Na conferência de imprensa habitual que reuniu o júri que vai atribuir o Leão de Ouro do Festival de Veneza, Isabelle Huppert falou dos riscos e ameaças que o Cinema atravessa hoje: “Sabemos que o cinema foi fragilizado nos últimos tempos. Sei-o pessoalmente, mas não sou realizadora, apenas atriz, mas sabemos o que isso representa em termos de coragem, resistência, solidão, determinação e de criar uma palavra singular, enfim… sabemos o que custa fazer um filme. E esta é uma palavra individual que assinamos e dirigimos ao mundo. A minha preocupação é que essa palavra possa continuar a ser distribuída o mais tempo possível. É por isso que um festival como o de Veneza existe, é como um ecossistema que é mais necessário do que nunca para evocar esses valores. Estou muito feliz por estar aqui”
Também a realizadora Debra Granik, que lidera o júri da secção Orizzonti, abordou o tema, aplaudindo Huppert por “ter trazido à conversa o elefante na sala”. “É por isso que estamos todos aqui. Queremos que esta forma de arte continue a florescer. As gerações que aqui estão reunidas precisam do cinema de forma a discutir os temas que nós, cineastas, pomos em discussão. Temas que o mainstream não alberga nesta era digital. Partilho as preocupações e paixões da Huppert sobre o cinema. Com felicidade, é isso que vamos fazer nos próximos dias, estar nas trincheiras e ver cinema, discutindo-o, celebrando o facto de os filmes existirem, incentivando todos os envolvidos nesta arte a continuarem. Talvez os festivais hoje em dia sejam a melhor forma de desafiar os tempos.”

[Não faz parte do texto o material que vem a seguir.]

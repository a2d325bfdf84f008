//! Path model and parser for Heron.
//!
//! Every request names its target with a slash-delimited path. This crate
//! parses such paths into a [`JsonPath`], validating resource types and
//! relationship names against a live [`PathSchema`] (implemented by the
//! resource registry).
//!
//! # Example
//!
//! ```rust
//! use heron_core::{HeronError, HeronResult};
//! use heron_path::{JsonPath, PathBuilder, PathKind, PathSchema};
//!
//! struct Schema;
//!
//! impl PathSchema for Schema {
//!     fn check_type(&self, resource_type: &str) -> HeronResult<()> {
//!         match resource_type {
//!             "tasks" | "projects" => Ok(()),
//!             other => Err(HeronError::unknown_resource_type(other)),
//!         }
//!     }
//!
//!     fn check_relationship(&self, resource_type: &str, name: &str) -> HeronResult<()> {
//!         match (resource_type, name) {
//!             ("tasks", "project") => Ok(()),
//!             _ => Err(HeronError::unknown_relationship(resource_type, name)),
//!         }
//!     }
//! }
//!
//! let path = PathBuilder::new(&Schema).build("/tasks/1/relationships/project").unwrap();
//! assert_eq!(path.kind(), PathKind::Relationships);
//! assert_eq!(path, JsonPath::relationships("tasks", "1", "project"));
//! ```

#![doc(html_root_url = "https://docs.rs/heron-path/0.1.0")]
#![warn(missing_docs)]
#![forbid(unsafe_code)]

mod builder;
mod path;

pub use builder::{PathBuilder, PathSchema};
pub use path::{JsonPath, PathIds, PathKind};
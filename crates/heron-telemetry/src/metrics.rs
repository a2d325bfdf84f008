//! Engine metrics.
//!
//! Metrics are emitted through the `metrics` facade. [`init_metrics`] installs
//! a Prometheus recorder without an HTTP listener; the transport that embeds
//! the engine serves [`render_metrics`] wherever it likes.
//!
//! # Standard Metrics
//!
//! | Metric | Type | Labels | Description |
//! |--------|------|--------|-------------|
//! | `heron_requests_total` | Counter | `controller`, `status` | Dispatched requests |
//! | `heron_request_duration_seconds` | Histogram | `controller` | Dispatch latency |
//! | `heron_repository_invocations_total` | Counter | `capability`, `outcome` | Repository method calls |
//!
//! Recording before [`init_metrics`] is a no-op.

use crate::error::TelemetryError;
use crate::TelemetryResult;
use metrics::{counter, describe_counter, describe_histogram, histogram};
use metrics_exporter_prometheus::{Matcher, PrometheusBuilder, PrometheusHandle};
use std::sync::OnceLock;
use std::time::Duration;

/// Requests counter name.
pub const REQUESTS_TOTAL: &str = "heron_requests_total";

/// Request latency histogram name.
pub const REQUEST_DURATION_SECONDS: &str = "heron_request_duration_seconds";

/// Repository invocation counter name.
pub const REPOSITORY_INVOCATIONS_TOTAL: &str = "heron_repository_invocations_total";

static METRICS_HANDLE: OnceLock<PrometheusHandle> = OnceLock::new();

/// Metrics configuration.
#[derive(Debug, Clone, PartialEq)]
pub struct MetricsConfig {
    /// Whether metrics are recorded.
    pub enabled: bool,

    /// Histogram buckets for request duration, in seconds.
    pub duration_buckets: Vec<f64>,
}

impl Default for MetricsConfig {
    fn default() -> Self {
        Self {
            enabled: true,
            duration_buckets: vec![
                0.0005, 0.001, 0.005, 0.01, 0.025, 0.05, 0.1, 0.25, 0.5, 1.0, 2.5,
            ],
        }
    }
}

/// Renders the installed recorder in Prometheus text format.
#[derive(Clone)]
pub struct MetricsRegistry {
    handle: PrometheusHandle,
}

impl std::fmt::Debug for MetricsRegistry {
    fn fmt(&self, f: &mut std::fmt::Formatter<'_>) -> std::fmt::Result {
        f.debug_struct("MetricsRegistry").finish_non_exhaustive()
    }
}

impl MetricsRegistry {
    /// Wraps a recorder handle.
    #[must_use]
    pub fn new(handle: PrometheusHandle) -> Self {
        Self { handle }
    }

    /// Renders every metric.
    #[must_use]
    pub fn render(&self) -> String {
        self.handle.render()
    }
}

/// Installs the global Prometheus recorder.
///
/// Returns `None` when metrics are disabled. Calling it again after a
/// successful install returns the existing registry.
///
/// # Errors
///
/// Returns `TelemetryError::InvalidConfig` for an empty bucket list and
/// `TelemetryError::MetricsInit` if another recorder is already installed.
pub fn init_metrics(config: &MetricsConfig) -> TelemetryResult<Option<MetricsRegistry>> {
    if !config.enabled {
        return Ok(None);
    }
    if let Some(handle) = METRICS_HANDLE.get() {
        return Ok(Some(MetricsRegistry::new(handle.clone())));
    }

    let handle = PrometheusBuilder::new()
        .set_buckets_for_metric(
            Matcher::Full(REQUEST_DURATION_SECONDS.to_string()),
            &config.duration_buckets,
        )
        .map_err(|e| TelemetryError::InvalidConfig(e.to_string()))?
        .install_recorder()
        .map_err(|e| TelemetryError::MetricsInit(e.to_string()))?;

    let handle = METRICS_HANDLE.get_or_init(|| handle).clone();
    register_metric_descriptions();

    Ok(Some(MetricsRegistry::new(handle)))
}

/// Renders metrics, or `None` before [`init_metrics`].
#[must_use]
pub fn render_metrics() -> Option<String> {
    METRICS_HANDLE.get().map(PrometheusHandle::render)
}

fn register_metric_descriptions() {
    describe_counter!(REQUESTS_TOTAL, "Total number of dispatched requests");
    describe_histogram!(
        REQUEST_DURATION_SECONDS,
        metrics::Unit::Seconds,
        "Time spent dispatching a request"
    );
    describe_counter!(
        REPOSITORY_INVOCATIONS_TOTAL,
        "Total number of repository method invocations"
    );
}

/// Records a dispatched request.
pub fn record_request(controller: &str, status_code: u16, duration: Duration) {
    counter!(
        REQUESTS_TOTAL,
        "controller" => controller.to_string(),
        "status" => status_code.to_string()
    )
    .increment(1);

    histogram!(
        REQUEST_DURATION_SECONDS,
        "controller" => controller.to_string()
    )
    .record(duration.as_secs_f64());
}

/// Records a repository method invocation. `outcome` is `ok` or an error
/// category label.
pub fn record_repository_invocation(capability: &str, outcome: &str) {
    counter!(
        REPOSITORY_INVOCATIONS_TOTAL,
        "capability" => capability.to_string(),
        "outcome" => outcome.to_string()
    )
    .increment(1);
}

Vale a pena referir que Huppert lidera o júri composto por James Gray, Andrew Haigh, Agnieszka Holland, Kleber Mendonça Filho, Abderrahmane Sissako, Giuseppe Tornatore, Julia von Heinz e Zhang Ziyi.
Já Granik tem como companheiros de missão Ali Asgari, Soudade Kaadan, Christos Nikou, Tuva Novotny, Gábor Reisz e Valia Santella.
“Beetlejuice Beetlejuice” dá início ao Festival de Cinema de Veneza esta noite como filme de abertura.